Bill Nighy got a well-deserved Oscar nomination for his turn in Living as an introverted English businessman who gets a piece of bad news that transforms him—in realistic, soft spoken and moving ways.
This sort of movie has been done before in a melodramatic, hammer-over-the-head style to hit you with a “message” about living life to the fullest and all that crap.
Here, however, director Oliver Hermanus works with Nighy to make this a sweet film that is far from saccharine. The “message” is delivered in a way that feels grounded, as if we’re watching something real.
Nighy works wonders as Williams, a 1950s desk worker heading up a team of administrators who specialize in stalling projects and basically doing nothing. He’s not disliked by his co-workers, but his stoicism comes off as a bit intimidating, resulting in everybody basically staying in their own corners. The workplace is a somber, stifled slog.
Aimee Lou Wood as Margaret, one of Williams’ more spirited co-workers, delivers one of 2022’s most underrated performances as a confidant and friend to Williams as he tries to venture out and emerge from his shell. Nighy and Wood have some great scenes together, resulting in one of the year’s most appealing screen duos.

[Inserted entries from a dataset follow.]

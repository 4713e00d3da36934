use std::time::Duration;

/// Time constant of the pull towards the latency-compensated target.
const PULL_TIME_CONSTANT: f64 = 0.080;

/// Estimates which frame of a pulled stream is audible right now.
///
/// The output pipeline buffers roughly `latency` worth of audio, so the frame
/// being heard lags the frames handed to it. Each tick the estimate
/// dead-reckons forward at the sample rate while playing, is pulled towards
/// `produced - latency_frames`, and is finally clamped so it never claims to
/// show audio that has not been produced yet.
#[derive(Debug, Clone)]
pub struct PlaybackClock {
    sample_rate: f64,
    latency_frames: u64,
    position: f64,
    initialized: bool,
}

impl PlaybackClock {
    pub fn new(sample_rate: u32, latency: Duration) -> Self {
        let sample_rate = f64::from(sample_rate);
        Self {
            sample_rate,
            latency_frames: (sample_rate * latency.as_secs_f64()).round() as u64,
            position: 0.0,
            initialized: false,
        }
    }

    pub fn latency_frames(&self) -> u64 {
        self.latency_frames
    }

    /// Smoothed position in frames.
    pub fn position(&self) -> f64 {
        self.position
    }

    /// Frame expected to be audible once `produced` frames were handed out.
    pub fn target_frames(&self, produced: u64) -> u64 {
        produced.saturating_sub(self.latency_frames)
    }

    /// Advances the estimate by `dt` seconds and returns the rounded position.
    pub fn advance(&mut self, dt: f32, produced: u64, playing: bool) -> u64 {
        let target = self.target_frames(produced) as f64;
        let dt = if dt.is_finite() && dt > 0.0 {
            f64::from(dt)
        } else {
            0.0
        };

        if !self.initialized {
            self.initialized = true;
            self.position = target;
        } else {
            if playing {
                self.position += dt * self.sample_rate;
            }

            let pull = 1.0 - (-dt / PULL_TIME_CONSTANT).exp();
            self.position += (target - self.position) * pull;
            self.position = self.position.clamp(0.0, target);
        }

        self.position.round() as u64
    }
}

#[cfg(test)]
mod tests {
    use rand::{rngs::StdRng, Rng, SeedableRng};

    use super::*;

    const RATE: u32 = 48_000;

    fn clock() -> PlaybackClock {
        PlaybackClock::new(RATE, Duration::from_millis(90))
    }

    #[test]
    fn latency_is_rounded_to_frames() {
        assert_eq!(clock().latency_frames(), 4_320);
        assert_eq!(
            PlaybackClock::new(44_100, Duration::from_millis(90)).latency_frames(),
            3_969
        );
    }

    #[test]
    fn target_never_goes_negative() {
        let clock = clock();
        assert_eq!(clock.target_frames(0), 0);
        assert_eq!(clock.target_frames(4_000), 0);
        assert_eq!(clock.target_frames(5_000), 680);
    }

    #[test]
    fn first_tick_snaps_to_target() {
        let mut clock = clock();
        assert_eq!(clock.advance(0.016, 10_000, true), 10_000 - 4_320);
    }

    #[test]
    fn never_runs_ahead_of_target() {
        let mut rng = StdRng::seed_from_u64(42);
        let mut clock = clock();
        let mut produced = 0_u64;

        for _ in 0..5_000 {
            if rng.gen_bool(0.7) {
                produced += rng.gen_range(0..4_096);
            }
            let dt = match rng.gen_range(0..10) {
                0 => 0.0,
                1 => -0.01,
                2 => f32::NAN,
                3 => rng.gen_range(0.1..1.0),
                _ => rng.gen_range(0.001..0.05),
            };
            let playing = rng.gen_bool(0.8);

            let rounded = clock.advance(dt, produced, playing);
            let target = clock.target_frames(produced);
            assert!(target <= produced.saturating_sub(clock.latency_frames()));
            assert!(clock.position() >= 0.0);
            assert!(clock.position() <= target as f64);
            assert!(rounded <= target);
        }
    }

    #[test]
    fn tracks_steady_production_smoothly() {
        let mut clock = clock();
        let dt = 1.0 / 60.0;
        let per_tick = (RATE as f32 * dt) as u64;
        let mut produced = 20_000;
        let mut last = clock.advance(dt, produced, true);

        for _ in 0..600 {
            produced += per_tick;
            let position = clock.advance(dt, produced, true);
            assert!(position >= last, "position went backwards");
            let target = clock.target_frames(produced);
            assert!(target - position <= per_tick);
            last = position;
        }
    }

    #[test]
    fn paused_clock_settles_on_target() {
        let mut clock = clock();
        clock.advance(0.016, 10_000, true);
        for _ in 0..200 {
            clock.advance(0.016, 30_000, false);
        }
        assert_eq!(clock.advance(0.016, 30_000, false), 30_000 - 4_320);
    }
}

It’s not a romantic relationship, but their lack of romance is kind of romantic.
I was somewhat surprised when I found out Living is a loose remake of Akira Kurosawa’s Ikiru (1952); it qualifies as one of the more successful, and unique, cinematic remakes on record.
I’d consider Nighy the dark-horse candidate in the Oscar race. (Colin Farrell and Brendan Fraser are the frontrunners.) What he does here is good enough to stun the world on Oscar night—even though that probably won’t happen.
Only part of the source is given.